Task to carry out: In the listing below, find the line that contains "self.id == NEGATIVE_RESPONSE" and the line that contains "Service the ECU". Quote both and every line between them, exactly, and nothing more.

Exercise data:
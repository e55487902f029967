//! Types used in the UDS protocol.
use std::time::Duration;

use crate::uds::constants::{NEGATIVE_RESPONSE, POSITIVE_RESPONSE};
use crate::uds::error::{Error, NegativeResponseCode};

const DEFAULT_MAX_RESPONSE_PENDING: usize = 32;
const DEFAULT_RESPONSE_PENDING_TIMEOUT_MS: u64 = 30_000;

/// Limits applied by [`crate::uds::UDSClient`] to every request.
#[derive(Debug, Copy, Clone, Eq, PartialEq)]
#[cfg_attr(feature = "serde", derive(serde::Serialize, serde::Deserialize))]
pub struct UDSOptions {
    /// Number of "response pending" answers accepted for one request
    pub max_response_pending: usize,
    /// Total time a request may stay in the "response pending" state
    pub response_pending_timeout: Duration,
}

impl Default for UDSOptions {
    fn default() -> Self {
        Self {
            max_response_pending: DEFAULT_MAX_RESPONSE_PENDING,
            response_pending_timeout: Duration::from_millis(DEFAULT_RESPONSE_PENDING_TIMEOUT_MS),
        }
    }
}

/// A decoded response packet: the response identifier followed by the payload.
#[derive(Debug, Clone, Eq, PartialEq)]
pub struct UDSResponse {
    pub id: u8,
    pub data: Vec<u8>,
}

impl UDSResponse {
    pub fn is_negative(&self) -> bool {
        self.id == NEGATIVE_RESPONSE
    }

    /// True if this is the positive response to `sid`.
    pub fn is_positive_for(&self, sid: u8) -> bool {
        self.id == sid.wrapping_add(POSITIVE_RESPONSE)
    }

    /// Service the ECU rejected, for negative responses. Layout per ISO 14229: `[0x7f, sid, nrc]`.
    pub fn rejected_service(&self) -> Option<u8> {
        if !self.is_negative() {
            return None;
        }
        self.data.first().copied()
    }

    pub fn negative_response_code(&self) -> Option<NegativeResponseCode> {
        if !self.is_negative() {
            return None;
        }
        self.data.get(1).map(|&code| code.into())
    }
}

impl TryFrom<&[u8]> for UDSResponse {
    type Error = Error;

    fn try_from(packet: &[u8]) -> Result<Self, Self::Error> {
        let (&id, data) = packet.split_first().ok_or(Error::EmptyResponse)?;
        if id == NEGATIVE_RESPONSE && data.len() < 2 {
            return Err(Error::InvalidResponseLength);
        }
        Ok(Self {
            id,
            data: data.to_vec(),
        })
    }
}

/// Struct returned by DiagnosticSessionControl (0x10)
#[derive(Debug, Copy, Clone, Eq, PartialEq)]
#[cfg_attr(feature = "serde", derive(serde::Serialize, serde::Deserialize))]
pub struct SessionParameterRecord {
    /// Performance requirement for the server (i.e. the ECU) to start with th response message after the reception of a request message.
    pub p2_server_max: Duration,
    /// Performance requirement for the server (i.e. the ECU) to start with the response message after the transmission of a "ResponsePending" message.
    pub p2_star_server_max: Duration,
}

impl SessionParameterRecord {
    /// Parse the 4 byte record, `None` if the ECU sent something else.
    pub fn parse(record: &[u8]) -> Option<Self> {
        if record.len() != 4 {
            return None;
        }

        let p2_server_max = u16::from_be_bytes([record[0], record[1]]);
        let p2_star_server_max = u16::from_be_bytes([record[2], record[3]]);
        Some(Self {
            p2_server_max: Duration::from_millis(p2_server_max as u64),
            p2_star_server_max: Duration::from_millis(p2_star_server_max as u64 * 10),
        })
    }
}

Solution to the exercise:
        self.id == NEGATIVE_RESPONSE
    }

    /// True if this is the positive response to `sid`.
    pub fn is_positive_for(&self, sid: u8) -> bool {
        self.id == sid.wrapping_add(POSITIVE_RESPONSE)
    }

    /// Service the ECU rejected, for negative responses. Layout per ISO 14229: `[0x7f, sid, nrc]`.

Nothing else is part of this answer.